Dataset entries
# # # #
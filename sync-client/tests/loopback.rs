//! End-to-end: a wearable engine against a companion service over the
//! in-memory loopback link.

use std::io::Cursor;
use std::sync::Arc;
use std::time::Duration;
use sync_client::{
    CompanionService, EngineConfig, EngineTasks, FixedProvider, LinkControl, LoopbackLink, ManualClock,
    SyncEngine, WearableEnd, WeatherReport,
};
use sync_core::{ConnectionEvent, ConnectionState, WeatherSnapshot};
use sync_types::{PeerId, Timestamp};
use tokio::sync::watch;

fn png() -> Vec<u8> {
    let pixels = image::RgbaImage::from_pixel(96, 96, image::Rgba([250, 220, 40, 255]));
    let mut out = Cursor::new(Vec::new());
    image::DynamicImage::ImageRgba8(pixels)
        .write_to(&mut out, image::ImageFormat::Png)
        .unwrap();
    out.into_inner()
}

fn sunny() -> WeatherReport {
    WeatherReport {
        condition: "Sunny".to_string(),
        high: 24.0,
        low: 13.0,
        icon: Some(png()),
    }
}

struct Harness {
    engine: Arc<SyncEngine<WearableEnd, ManualClock>>,
    provider: Arc<FixedProvider>,
    control: LinkControl,
    clock: ManualClock,
    _tasks: EngineTasks,
}

fn start(reachable: bool) -> Harness {
    let (wearable, companion) = LoopbackLink::pair(
        PeerId::new("watch").unwrap(),
        PeerId::new("phone").unwrap(),
    );
    let control = companion.control();
    control.set_reachable(reachable);

    let clock = ManualClock::new(Timestamp::zero());
    let provider = Arc::new(FixedProvider::new(sunny()));
    let service = CompanionService::new(companion, Arc::clone(&provider), clock.clone());
    tokio::spawn(async move { service.run().await });

    let config = EngineConfig::default()
        .with_default_peer("phone")
        .with_tick_interval(Duration::from_millis(20));
    let engine = Arc::new(SyncEngine::new(config, Arc::new(wearable), clock.clone()).unwrap());
    let tasks = engine.spawn();

    Harness {
        engine,
        provider,
        control,
        clock,
        _tasks: tasks,
    }
}

async fn wait_until(
    snapshots: &mut watch::Receiver<Arc<WeatherSnapshot>>,
    done: impl FnMut(&Arc<WeatherSnapshot>) -> bool,
) {
    tokio::time::timeout(Duration::from_secs(10), snapshots.wait_for(done))
        .await
        .expect("timed out waiting for snapshot")
        .unwrap();
}

#[tokio::test]
async fn first_connection_delivers_weather_and_icon() {
    let harness = start(true);
    let mut snapshots = harness.engine.subscribe();

    wait_until(&mut snapshots, |s| s.image.bitmap().is_some()).await;

    let state = harness.engine.current_state();
    assert_eq!(state.condition.as_deref(), Some("Sunny"));
    assert_eq!(state.high, Some(24.0));
    assert_eq!(state.low, Some(13.0));
    assert_eq!(state.received_at, Some(Timestamp::zero()));
    let bitmap = state.image.bitmap().unwrap();
    assert_eq!((bitmap.width(), bitmap.height()), (70, 70));
    assert_eq!(harness.engine.last_peer().unwrap().as_str(), "phone");
}

#[tokio::test]
async fn stale_data_is_refreshed() {
    let harness = start(true);
    let mut snapshots = harness.engine.subscribe();
    wait_until(&mut snapshots, |s| s.condition.as_deref() == Some("Sunny")).await;

    harness.provider.set(WeatherReport {
        condition: "Rain".to_string(),
        high: 15.0,
        low: 10.0,
        icon: None,
    });
    // Still fresh: nothing new is requested
    harness.clock.set(Timestamp::from_millis(600_000));
    tokio::time::sleep(Duration::from_millis(100)).await;
    assert_eq!(
        harness.engine.current_state().condition.as_deref(),
        Some("Sunny")
    );

    harness.clock.set(Timestamp::from_millis(1_800_001));
    wait_until(&mut snapshots, |s| s.condition.as_deref() == Some("Rain")).await;

    let state = harness.engine.current_state();
    assert_eq!(state.received_at, Some(Timestamp::from_millis(1_800_001)));
    // No icon in the new report; the old one stays
    assert!(state.image.bitmap().is_some());
}

#[tokio::test]
async fn unreachable_companion_is_retried() {
    let harness = start(false);
    tokio::time::sleep(Duration::from_millis(100)).await;
    assert!(harness.engine.current_state().is_empty());
    assert_eq!(
        harness.engine.connection().state(),
        ConnectionState::Disconnected
    );

    harness.control.set_reachable(true);
    let mut snapshots = harness.engine.subscribe();
    wait_until(&mut snapshots, |s| s.condition.is_some()).await;
    assert!(harness.engine.connection().is_connected());
}

#[tokio::test]
async fn lost_link_reconnects() {
    let harness = start(true);
    let mut snapshots = harness.engine.subscribe();
    wait_until(&mut snapshots, |s| s.condition.is_some()).await;

    let mut events = harness.engine.connection().subscribe();
    harness.control.lose("walked away");

    let mut seen = Vec::new();
    tokio::time::timeout(Duration::from_secs(10), async {
        while let Ok(event) = events.recv().await {
            let done = event == ConnectionEvent::Connected;
            seen.push(event);
            if done {
                break;
            }
        }
    })
    .await
    .expect("never reconnected");

    assert!(matches!(seen[0], ConnectionEvent::Failed { .. }));
    assert!(harness.engine.connection().is_connected());
    assert_eq!(
        harness.engine.current_state().condition.as_deref(),
        Some("Sunny")
    );
}

#[tokio::test]
async fn suspension_pauses_requests() {
    let harness = start(true);
    let mut snapshots = harness.engine.subscribe();
    wait_until(&mut snapshots, |s| s.condition.is_some()).await;

    harness.control.suspend(1);
    tokio::time::timeout(Duration::from_secs(10), async {
        while !matches!(
            harness.engine.connection().state(),
            ConnectionState::Suspended { code: 1 }
        ) {
            tokio::time::sleep(Duration::from_millis(10)).await;
        }
    })
    .await
    .expect("never suspended");

    harness.clock.set(Timestamp::from_millis(1_800_001));
    harness.provider.set(WeatherReport {
        condition: "Fog".to_string(),
        high: 8.0,
        low: 2.0,
        icon: None,
    });
    tokio::time::sleep(Duration::from_millis(100)).await;
    assert_eq!(
        harness.engine.current_state().condition.as_deref(),
        Some("Sunny")
    );

    harness.control.resume();
    wait_until(&mut snapshots, |s| s.condition.as_deref() == Some("Fog")).await;
}

#[tokio::test]
async fn undecodable_item_is_skipped() {
    let harness = start(true);
    let mut snapshots = harness.engine.subscribe();
    wait_until(&mut snapshots, |s| s.condition.as_deref() == Some("Sunny")).await;

    harness.control.inject_bytes(b"not msgpack".to_vec());
    harness.provider.set(WeatherReport {
        condition: "Drizzle".to_string(),
        high: 12.0,
        low: 9.0,
        icon: None,
    });
    harness.clock.set(Timestamp::from_millis(1_800_001));

    wait_until(&mut snapshots, |s| s.condition.as_deref() == Some("Drizzle")).await;
    assert_eq!(harness.engine.current_state().high, Some(12.0));
}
# # # #
**Work item**: Starting from the records above, copy each line where the string "ConnectionState" is found.

**Solution for this problem**:
use sync_core::{ConnectionEvent, ConnectionState, WeatherSnapshot};
        ConnectionState::Disconnected
            ConnectionState::Suspended { code: 1 }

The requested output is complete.